Does he give up and decide that God must have died or not exist because the world feels out of control? Does he simply utter a pious platitude about how God is in control and he trusts that God is wiser than we are? While God is certainly wiser than we are, that is not what the psalmist does. The psalmist refuses to accept the world this way. Psalm 10:12-18 are the response of the psalmist, and teach us what our response is to be when God seems to have taken a vacation. He cries out in response with what may be summed up as a prayer saying, “Your Kingdom come; Your will be done in earth as it is in heaven.” The words are different, but the meaning is the same.
Arise, LORD! Lift up your hand, O God. Do not forget the helpless....The victim commits himself to you; you are the helper of the fatherless.
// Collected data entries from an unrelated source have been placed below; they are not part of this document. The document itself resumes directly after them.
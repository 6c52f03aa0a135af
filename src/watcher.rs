use std::collections::HashMap;
use std::path::PathBuf;
use std::sync::Arc;
use std::time::Duration;

use chrono::Utc;
use lazy_static::lazy_static;
use regex::Regex;

use crate::backend::Backend;
use crate::chat_ref::ChatRef;
use crate::event::{JoinEvent, JoinSource, Joiner};
use crate::messages;
use crate::registry::GroupRegistry;
use crate::snapshot::{MembershipChange, SnapshotStore};

/// Participant enumeration cap per chat and cycle.
pub const MEMBER_ENUM_LIMIT: usize = 100;
/// A refresh never considers more than this many known chats.
const REFRESH_PAGE_LIMIT: usize = 500;
/// Pause between chats while refreshing or polling, to stay friendly with
/// the backend's rate limits. Policy, not correctness.
const INTER_CHAT_DELAY: Duration = Duration::from_millis(100);

lazy_static! {
    static ref USER_ID_REGEX: Regex = Regex::new("^[0-9]{1,20}$").unwrap();
}

/// The service object owning all watcher state: the persisted registry,
/// the in-memory membership snapshots and the chats discovered from the
/// update stream this run. One instance behind a mutex; handlers and the
/// poller borrow it in turn.
pub struct Watcher {
    backend: Arc<dyn Backend>,
    registry: GroupRegistry,
    snapshots: SnapshotStore,
    discovered: HashMap<i64, ChatRef>,
    me: u64,
}

impl Watcher {
    pub async fn initialize(
        backend: Arc<dyn Backend>,
        registry_path: impl Into<PathBuf>,
        me: u64,
    ) -> Self {
        Self {
            backend,
            registry: GroupRegistry::load(registry_path).await,
            snapshots: SnapshotStore::new(),
            discovered: HashMap::new(),
            me,
        }
    }

    pub fn registry(&self) -> &GroupRegistry {
        &self.registry
    }

    /// Remembers a group chat seen in the update stream. These are the
    /// refresh candidates beyond what the registry already holds.
    pub fn note_seen(&mut self, chat: ChatRef) {
        if self.discovered.len() < REFRESH_PAGE_LIMIT {
            self.discovered.insert(chat.api_id(), chat);
        }
    }

    /// Registers a chat and persists immediately. Additive; used when the
    /// account is added to a new group.
    pub async fn add_group(&mut self, chat: ChatRef, title: &str) {
        self.note_seen(chat);
        if self.registry.insert(&chat, title) {
            self.registry.save().await;
            log::info!("Added to new group: {title} ({chat})");
        }
    }

    /// Handles one "new chat members" service message. The chat is
    /// matched against the registry under every encoding it may appear
    /// as; unmonitored chats are dropped silently.
    pub async fn handle_new_members(
        &mut self,
        chat: ChatRef,
        title: Option<&str>,
        sender: Option<u64>,
        joined: Vec<Joiner>,
    ) {
        self.note_seen(chat);

        if joined.iter().any(|joiner| joiner.id == self.me) {
            let title = title.unwrap_or("Unknown Group");
            self.add_group(chat, title).await;
            self.backend
                .notify_operator(messages::monitoring_started(title));
        }

        let candidates = chat.encodings();
        let Some(matched) = self.registry.find_monitored(&candidates) else {
            log::debug!("Ignoring join event in unmonitored chat {chat}");
            return;
        };

        let group_name = title
            .map(str::to_string)
            .or_else(|| self.registry.name_of(matched).map(str::to_string))
            .unwrap_or_else(|| "Unknown Group".to_string());
        if let Some(title) = title {
            self.registry.set_name(&chat, title);
        }

        for joiner in joined {
            if joiner.id == self.me {
                continue;
            }

            // The backend folds "added" and "joined via link" into one
            // service message; a member who authored it joined themself.
            let source = if sender == Some(joiner.id) {
                JoinSource::InviteLink
            } else {
                JoinSource::Added
            };

            let event = JoinEvent {
                group_name: group_name.clone(),
                joiner,
                when: Utc::now(),
                source,
            };

            log::info!(
                "New member {} in {} ({:?})",
                event.joiner.id,
                event.group_name,
                event.source
            );
            self.backend.notify_operator(messages::new_member(&event));
        }
    }

    /// Executes one plain-text operator command. Unknown text is ignored;
    /// every reply goes through the operator notification channel.
    pub async fn handle_command(&mut self, text: &str) {
        let lowered = text.trim().to_lowercase();

        if lowered.starts_with("list") {
            self.backend
                .notify_operator(messages::group_list(self.registry.entries()));
        } else if lowered.starts_with("refresh") {
            self.backend.notify_operator(messages::refresh_started());
            let count = self.refresh_all().await;
            self.backend.notify_operator(messages::refresh_done(count));
        } else if lowered.starts_with("copy") {
            let reply = match shlex::split(text.trim()) {
                Some(args) if args.len() == 3 && USER_ID_REGEX.is_match(&args[2]) => {
                    messages::copy_info(&args[1], &args[2])
                }
                _ => messages::copy_usage(),
            };
            self.backend.notify_operator(reply);
        } else if lowered.starts_with("help") {
            self.backend.notify_operator(messages::help());
        }
    }

    /// Re-validates every known chat (registry entries plus chats seen in
    /// the update stream) and replaces the whole registry with the ones
    /// that still resolve as groups. Destructive: anything that fails to
    /// resolve is dropped. Returns the number of monitored groups.
    pub async fn refresh_all(&mut self) -> usize {
        let mut candidates = self.registry.chats();
        for chat in self.discovered.values() {
            if !candidates.contains(chat) {
                candidates.push(*chat);
            }
        }
        candidates.truncate(REFRESH_PAGE_LIMIT);

        let mut groups = Vec::new();
        for chat in candidates {
            match self.backend.chat_info(chat.api_id()).await {
                Ok(info) => {
                    if info.kind != chat.kind() {
                        // Kind transitions (group upgraded to supergroup)
                        // arrive under a new id; the stale entry ages out
                        // here once it stops resolving.
                        log::warn!("Chat {chat} reports a different kind now, keeping it as-is");
                    }
                    log::info!("Monitoring: {} ({chat})", info.title);
                    groups.push((chat, info.title));
                }
                Err(e) => log::warn!("Dropping {chat} from monitoring: {e}"),
            }
            tokio::time::sleep(INTER_CHAT_DELAY).await;
        }

        self.registry.replace_all(&groups);
        self.registry.save().await;
        log::info!("Refresh complete, monitoring {} groups", groups.len());

        groups.len()
    }

    /// One polling cycle over the registry in insertion order. Failures
    /// never escalate past the chat being processed.
    pub async fn poll_cycle(&mut self) {
        let chats = self.registry.chats();
        log::debug!("Polling {} chats", chats.len());

        for chat in chats {
            self.poll_chat(chat).await;
            tokio::time::sleep(INTER_CHAT_DELAY).await;
        }
    }

    async fn poll_chat(&mut self, chat: ChatRef) {
        let info = match self.backend.chat_info(chat.api_id()).await {
            Ok(info) => info,
            Err(e) => {
                log::warn!("Cannot resolve chat {chat}: {e}");
                return;
            }
        };
        self.registry.set_name(&chat, &info.title);

        match self.backend.list_members(chat.api_id(), MEMBER_ENUM_LIMIT).await {
            Ok(members) => {
                let ids: Vec<u64> = members.iter().map(|member| member.id).collect();
                if let MembershipChange::NewMembers(new) = self.snapshots.record_members(chat, &ids)
                {
                    for id in new {
                        let joiner = members
                            .iter()
                            .find(|member| member.id == id)
                            .cloned()
                            .unwrap_or(Joiner {
                                id,
                                ..Joiner::default()
                            });

                        let event = JoinEvent {
                            group_name: info.title.clone(),
                            joiner,
                            when: Utc::now(),
                            source: JoinSource::PollDiff,
                        };
                        log::info!("Poll found new member {id} in {}", info.title);
                        self.backend.notify_operator(messages::new_member(&event));
                    }
                }
            }
            Err(e) => {
                log::debug!("Member list unavailable for {chat}, using count: {e}");
                match self.backend.member_count(chat.api_id()).await {
                    Ok(count) => {
                        if let MembershipChange::CountIncrease { delta, total } =
                            self.snapshots.record_count(chat, count)
                        {
                            log::info!("Poll found {delta} new members in {}", info.title);
                            self.backend.notify_operator(messages::member_surge(
                                &info.title,
                                delta,
                                total,
                                &Utc::now(),
                            ));
                        }
                    }
                    Err(e) => log::warn!("Cannot get member count for {chat}: {e}"),
                }
            }
        }
    }
}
Break the arm of the wicked and evil man; call him to account for his wickedness that would not be found out.
The psalmist teaches us to cry out to God against the injustice of this fallen world. God calls us to pray that this injustice would be overturned, and He will answer (Luke 18:8). God is no more delighted by the wickedness and brokenness of this fallen world than we are—indeed He is more grieved than we are. Speaking of our call to petition God to bring about His justice, His kingdom rule, in this unjust world where the wicked rule, David Wells says it well,
…petitionary prayer only flourishes where there is a twofold belief: first, that God's name is hallowed too irregularly, his kingdom has come too little, and his will is done too infrequently; second, that God himself can change this situation. Petitionary prayer, therefore, is the expression of the hope that life as we meet it, on the one hand, can be otherwise and, on the other hand, that it ought to be otherwise.